Researchers will collaborate with the National Health Service and the U.K. Biobank, one of the largest medical databases in the world. Investigators at King’s College London plan to share this synthetic brain model with the research community.

“The power of artificial intelligence in healthcare will help to speed up diagnosis for patients, improve services such as breast cancer screening, and support the way that we risk assess and prioritize patients according to clinical need,” said Ian Abbs, CEO of Guy’s and St Thomas’ NHS Foundation Trust.

Nvidia is also working with AstraZeneca’s MegaMolBART therapeutic discovery model to predict chemical reactions and to generate and optimize new molecules. AstraZeneca will also use Cambridge-1 to examine whole slide images of tissue samples by training AI on thousands of images to be able to look for features that correlate with response to medicines.

“Training AI algorithms on whole slide images is challenging in part due to the size of the images,” said Lindsay Edwards, vice president of Data Science and AI at AstraZeneca. “Working with NVIDIA on Cambridge-1 enables us to scale our current work and develop new methodologies advancing the use of AI in digital pathology.”

GlaxoSmithKline (GSK), in turn, is focusing on genetically validated therapeutic targets — proteins whose coding genes are often mutated in a particular disease — to develop medicines that are more likely to become approved therapies. Cambridge-1 will add computational power and state-of-the-art AI technology to GSK’s therapeutic discovery process.

“Advanced technologies are core to GSK’s R&D approach and help to unlock the potential of large, complex data through predictive modeling at new levels of speed, precision, and scale,” said Kim Branson, PhD, a senior vice president and global head of AI-ML (machine learning) at GSK.

“We are pleased to have the opportunity to partner with NVIDIA to deliver on GSK’s drug discovery ambition and contribute to the U.K.’s rich life sciences ecosystem — both aims that have patient benefit at the centre,” added Branson.
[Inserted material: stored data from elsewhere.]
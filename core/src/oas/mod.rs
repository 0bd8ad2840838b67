#![deny(missing_docs)]

//! # OpenAPI Document Operations
//!
//! - **paths**: Prefixing of path keys.
//! - **refs**: Local `$ref` construction and resolution.
//! - **traversal**: Operation selectors.
//! - **tags**: Tag application through a selector.
//! - **responses**: Response installation through a selector.

pub mod paths;
pub mod refs;
pub mod responses;
pub mod tags;
pub mod traversal;

pub use paths::prepend_path;
pub use responses::{
    declare_response, declare_response_with, set_response, set_response_for,
    set_response_for_with, set_response_with,
};
pub use tags::{apply_tags, apply_tags_for};
pub use traversal::{
    all_operations, operations_of, over, AllOperations, HttpMethod, OperationRef,
    OperationSelector, OperationsOf,
};
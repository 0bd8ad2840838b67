//! # Schema Declarations
//!
//! A computation that yields a value while registering named schema definitions
//! on the side. Definitions accumulate in a [`Declarations`] table threaded
//! through every step; a later registration under an existing name replaces the
//! earlier schema (the name keeps its original position).
//!
//! ```text
//! let response = declare_schema_ref::<User>()
//!     .map(|schema| json_response(schema));
//! let (definitions, response) = run_declare(response, Definitions::new());
//! ```

use indexmap::IndexMap;
use openapiv3::Schema;

/// Named schema definitions, in registration order.
pub type Definitions = IndexMap<String, Schema>;

/// The side-table threaded through a [`Declare`] computation.
#[derive(Debug, Clone, Default, PartialEq)]
pub struct Declarations {
    definitions: Definitions,
}

impl Declarations {
    /// Creates an empty table.
    pub fn new() -> Self {
        Self::default()
    }

    /// Starts from an existing set of definitions.
    pub fn from_definitions(definitions: Definitions) -> Self {
        Self { definitions }
    }

    /// Registers a batch of definitions, replacing entries with the same name.
    pub fn declare(&mut self, definitions: Definitions) {
        for (name, schema) in definitions {
            self.definitions.insert(name, schema);
        }
    }

    /// Registers a single definition, replacing any entry with the same name.
    pub fn declare_one(&mut self, name: impl Into<String>, schema: Schema) {
        self.definitions.insert(name.into(), schema);
    }

    /// Whether `name` has been registered.
    pub fn contains(&self, name: &str) -> bool {
        self.definitions.contains_key(name)
    }

    /// Looks up a registered definition.
    pub fn get(&self, name: &str) -> Option<&Schema> {
        self.definitions.get(name)
    }

    /// The definitions registered so far.
    pub fn definitions(&self) -> &Definitions {
        &self.definitions
    }

    /// Consumes the table.
    pub fn into_definitions(self) -> Definitions {
        self.definitions
    }
}

/// A deferred computation producing `T` and registering definitions.
///
/// Nothing runs until [`Declare::run`] (or [`run_declare`]) is called, so a
/// `Declare` value can be built once and handed to a mutation such as
/// `set_response`.
pub struct Declare<'a, T> {
    step: Box<dyn FnOnce(&mut Declarations) -> T + 'a>,
}

impl<'a, T: 'a> Declare<'a, T> {
    /// Wraps a function over the declarations table.
    pub fn new(step: impl FnOnce(&mut Declarations) -> T + 'a) -> Self {
        Self {
            step: Box::new(step),
        }
    }

    /// A computation that registers nothing.
    pub fn pure(value: T) -> Self {
        Self::new(move |_| value)
    }

    /// Transforms the result, keeping the registrations.
    pub fn map<U: 'a>(self, f: impl FnOnce(T) -> U + 'a) -> Declare<'a, U> {
        Declare::new(move |decls| f((self.step)(decls)))
    }

    /// Sequences a dependent computation after this one.
    pub fn and_then<U: 'a>(self, f: impl FnOnce(T) -> Declare<'a, U> + 'a) -> Declare<'a, U> {
        Declare::new(move |decls| {
            let value = (self.step)(decls);
            f(value).run_with(decls)
        })
    }

    /// Runs `next` after this computation, discarding this result.
    pub fn then<U: 'a>(self, next: Declare<'a, U>) -> Declare<'a, U> {
        self.and_then(move |_| next)
    }

    /// Runs both computations in order and pairs their results.
    pub fn zip<U: 'a>(self, other: Declare<'a, U>) -> Declare<'a, (T, U)> {
        Declare::new(move |decls| {
            let left = (self.step)(decls);
            let right = other.run_with(decls);
            (left, right)
        })
    }

    /// Executes against an existing table.
    pub fn run_with(self, decls: &mut Declarations) -> T {
        (self.step)(decls)
    }

    /// Executes from `initial`, returning the accumulated definitions and the result.
    pub fn run(self, initial: Definitions) -> (Definitions, T) {
        let mut decls = Declarations::from_definitions(initial);
        let value = self.run_with(&mut decls);
        (decls.into_definitions(), value)
    }
}

impl<'a, T: 'a> FromIterator<Declare<'a, T>> for Declare<'a, Vec<T>> {
    fn from_iter<I: IntoIterator<Item = Declare<'a, T>>>(iter: I) -> Self {
        let steps: Vec<Declare<'a, T>> = iter.into_iter().collect();
        Declare::new(move |decls| steps.into_iter().map(|step| step.run_with(decls)).collect())
    }
}

/// Registers a batch of definitions.
pub fn declare<'a>(definitions: Definitions) -> Declare<'a, ()> {
    Declare::new(move |decls| decls.declare(definitions))
}

/// Reads a snapshot of the definitions registered so far.
pub fn look<'a>() -> Declare<'a, Definitions> {
    Declare::new(|decls| decls.definitions().clone())
}

/// Projects the definitions registered so far without cloning them.
pub fn looks<'a, T: 'a>(f: impl FnOnce(&Definitions) -> T + 'a) -> Declare<'a, T> {
    Declare::new(move |decls| f(decls.definitions()))
}

/// Runs `computation` from `initial`, returning `(definitions, result)`.
pub fn run_declare<T>(computation: Declare<'_, T>, initial: Definitions) -> (Definitions, T) {
    computation.run(initial)
}

/// Runs `computation` and keeps only its result.
pub fn eval_declare<T>(computation: Declare<'_, T>, initial: Definitions) -> T {
    computation.run(initial).1
}

/// Runs `computation` and keeps only the accumulated definitions.
pub fn exec_declare<T>(computation: Declare<'_, T>, initial: Definitions) -> Definitions {
    computation.run(initial).0
}
//! # Path Prefixing
//!
//! Rewrites every key of `paths` by prepending a normalized segment, e.g. mounting
//! a sub-API under `/api/v1`.

use openapiv3::OpenAPI;

/// Prepends `prefix` to every path of the document.
///
/// Both the prefix and each path are stripped of leading and trailing `/` and
/// joined with a single separator under a leading `/`. Empty segments are
/// dropped, so an empty path maps to `/{prefix}` and an empty prefix only
/// normalizes the existing keys.
///
/// Two paths rewriting to the same key collapse into one entry: the later value
/// wins and the key keeps the position of the first.
pub fn prepend_path(prefix: &str, mut openapi: OpenAPI) -> OpenAPI {
    let paths = std::mem::take(&mut openapi.paths.paths);
    let count = paths.len();

    openapi.paths.paths = paths
        .into_iter()
        .map(|(path, item)| (join_path(prefix, &path), item))
        .collect();

    log::debug!(
        "prefixed {} paths with '{}' ({} distinct after rewrite)",
        count,
        prefix,
        openapi.paths.paths.len()
    );
    openapi
}

/// Joins two path fragments as `/{prefix}/{path}` after trimming slashes.
pub fn join_path(prefix: &str, path: &str) -> String {
    let segments: Vec<&str> = [trim_slashes(prefix), trim_slashes(path)]
        .into_iter()
        .filter(|s| !s.is_empty())
        .collect();
    format!("/{}", segments.join("/"))
}

fn trim_slashes(s: &str) -> &str {
    s.trim_matches('/')
}
use oas_ops_core::declare::Declarations;
use oas_ops_core::oas::traversal::slots;
use oas_ops_core::{
    all_operations, apply_tags, declare_response, operations_of, prepend_path, set_response_for,
    HttpMethod, ObjectSchema, OperationSelector, ToSchema,
};
use openapiv3::{OpenAPI, ReferenceOr, Response, Schema, StatusCode, Tag};
use pretty_assertions::assert_eq;

fn load(yaml: &str) -> OpenAPI {
    serde_yaml::from_str(yaml).unwrap()
}

fn path_keys(openapi: &OpenAPI) -> Vec<String> {
    openapi.paths.paths.keys().cloned().collect()
}

const PETSTORE: &str = r#"
openapi: 3.0.0
info:
  title: Petstore
  version: 1.0.0
paths:
  /pets:
    get:
      operationId: listPets
      responses:
        "200":
          description: OK
    post:
      operationId: createPet
      responses:
        "201":
          description: Created
  /pets/{petId}/:
    get:
      operationId: showPet
      responses:
        "200":
          description: OK
    delete:
      operationId: deletePet
      responses: {}
  /:
    options:
      responses: {}
"#;

struct Pet;

impl ToSchema for Pet {
    fn schema_name() -> Option<String> {
        Some("Pet".into())
    }

    fn declare_schema(decls: &mut Declarations) -> Schema {
        ObjectSchema::new()
            .field::<i64>(decls, "id", true)
            .field::<String>(decls, "name", true)
            .field::<Option<Category>>(decls, "category", false)
            .build()
    }
}

struct Category;

impl ToSchema for Category {
    fn schema_name() -> Option<String> {
        Some("Category".into())
    }

    fn declare_schema(decls: &mut Declarations) -> Schema {
        ObjectSchema::new()
            .field::<String>(decls, "label", true)
            .build()
    }
}

#[test]
fn test_prepend_path_scenario() {
    let openapi = load(
        r#"
openapi: 3.0.0
info: {title: T, version: "1"}
paths:
  /info: {}
"#,
    );
    let openapi = prepend_path("user/{user_id}", openapi);
    assert_eq!(path_keys(&openapi), vec!["/user/{user_id}/info"]);
}

#[test]
fn test_prepend_path_is_associative() {
    let nested = prepend_path("api", prepend_path("/v1/", load(PETSTORE)));
    let joined = prepend_path("api/v1", load(PETSTORE));
    assert_eq!(path_keys(&nested), path_keys(&joined));
    assert_eq!(
        path_keys(&joined),
        vec!["/api/v1/pets", "/api/v1/pets/{petId}", "/api/v1"]
    );
}

#[test]
fn test_prepend_empty_prefix_normalizes() {
    let openapi = prepend_path("", load(PETSTORE));
    assert_eq!(path_keys(&openapi), vec!["/pets", "/pets/{petId}", "/"]);

    let again = prepend_path("", openapi.clone());
    assert_eq!(path_keys(&again), path_keys(&openapi));
}

#[test]
fn test_all_operations_counts_present_slots() {
    let openapi = load(PETSTORE);
    let expected: usize = openapi
        .paths
        .paths
        .values()
        .filter_map(|item| item.as_item())
        .map(|item| slots(item).iter().filter(|slot| slot.is_some()).count())
        .sum();
    assert_eq!(expected, 5);
    assert_eq!(all_operations().operations(&openapi).count(), expected);
}

#[test]
fn test_operations_of_selects_only_sub_slots() {
    let openapi = load(PETSTORE);
    let sub = load(
        r#"
openapi: 3.0.0
info: {title: Sub, version: "1"}
paths:
  /pets/{petId}/:
    delete:
      responses: {}
    put:
      responses: {}
  /pets:
    get:
      responses: {}
"#,
    );

    let selected: Vec<(String, HttpMethod)> = operations_of(&sub)
        .operations(&openapi)
        .map(|r| (r.path.to_string(), r.method))
        .collect();
    assert_eq!(
        selected,
        vec![
            ("/pets".to_string(), HttpMethod::Get),
            ("/pets/{petId}/".to_string(), HttpMethod::Delete),
        ]
    );

    for selected in operations_of(&sub).operations(&openapi) {
        let sub_item = sub.paths.paths[selected.path].as_item().unwrap();
        let position = HttpMethod::ALL
            .iter()
            .position(|m| *m == selected.method)
            .unwrap();
        assert!(slots(sub_item)[position].is_some());
    }
}

#[test]
fn test_apply_tags_is_idempotent() {
    let tag = Tag {
        name: "pets".into(),
        description: Some("Pet operations".into()),
        external_docs: None,
        extensions: Default::default(),
    };
    let once = apply_tags(&[tag.clone()], load(PETSTORE));
    let twice = apply_tags(&[tag], once.clone());
    assert_eq!(once, twice);
    assert_eq!(once.tags.len(), 1);
    assert!(all_operations()
        .operations(&once)
        .all(|r| r.operation.tags == vec!["pets".to_string()]));
}

#[test]
fn test_set_response_for_declares_schemas() {
    let openapi = set_response_for(
        &all_operations(),
        200,
        declare_response::<Vec<Pet>>("application/json"),
        load(PETSTORE),
    );

    let schemas = &openapi.components.as_ref().unwrap().schemas;
    let names: Vec<&str> = schemas.keys().map(String::as_str).collect();
    assert_eq!(names, vec!["Pet", "Category"]);

    for selected in all_operations().operations(&openapi) {
        let installed = &selected.operation.responses.responses[&StatusCode::Code(200)];
        let response = match installed {
            ReferenceOr::Item(response) => response,
            ReferenceOr::Reference { .. } => panic!("installed response must be inline"),
        };
        let schema = response.content["application/json"].schema.as_ref().unwrap();
        let items = match schema {
            ReferenceOr::Item(Schema {
                schema_kind: openapiv3::SchemaKind::Type(openapiv3::Type::Array(arr)),
                ..
            }) => arr.items.clone().unwrap(),
            other => panic!("expected inline array schema, got {:?}", other),
        };
        assert_eq!(
            items,
            ReferenceOr::Reference {
                reference: "#/components/schemas/Pet".into()
            }
        );
    }
}

#[test]
fn test_set_response_through_sub_document() {
    let openapi = load(
        r#"
openapi: 3.0.0
info: {title: T, version: "1"}
paths:
  /user:
    get:
      responses:
        "200":
          description: OK
    post:
      responses:
        "200":
          description: OK
"#,
    );
    let sub = load(
        r#"
openapi: 3.0.0
info: {title: T, version: "1"}
paths:
  /user:
    get:
      responses: {}
"#,
    );

    let declared = declare_response::<String>("text/plain").map(|mut response: Response| {
        response.description = "Not found".into();
        response
    });
    let openapi = set_response_for(&operations_of(&sub), 404, declared, openapi);

    let item = openapi.paths.paths["/user"].as_item().unwrap();
    let get_codes: Vec<StatusCode> = item
        .get
        .as_ref()
        .unwrap()
        .responses
        .responses
        .keys()
        .cloned()
        .collect();
    assert_eq!(get_codes, vec![StatusCode::Code(200), StatusCode::Code(404)]);

    let post_codes: Vec<StatusCode> = item
        .post
        .as_ref()
        .unwrap()
        .responses
        .responses
        .keys()
        .cloned()
        .collect();
    assert_eq!(post_codes, vec![StatusCode::Code(200)]);
    assert!(openapi.components.is_none());
}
Finally, Oxford Nanopore will use Nvidia technology in various genomic sequencing platforms to develop AI tools that increase the speed and accuracy of genomic analysis. Access to Cambridge-1 will help them carry out these tasks in hours rather than days and offer insights into a wide range of research disciplines, from environmental monitoring to antimicrobial resistance.

Nvidia also intends to build an AI Center for Excellence in Cambridge, England, featuring a new supercomputer that will support more industries across the country, it said.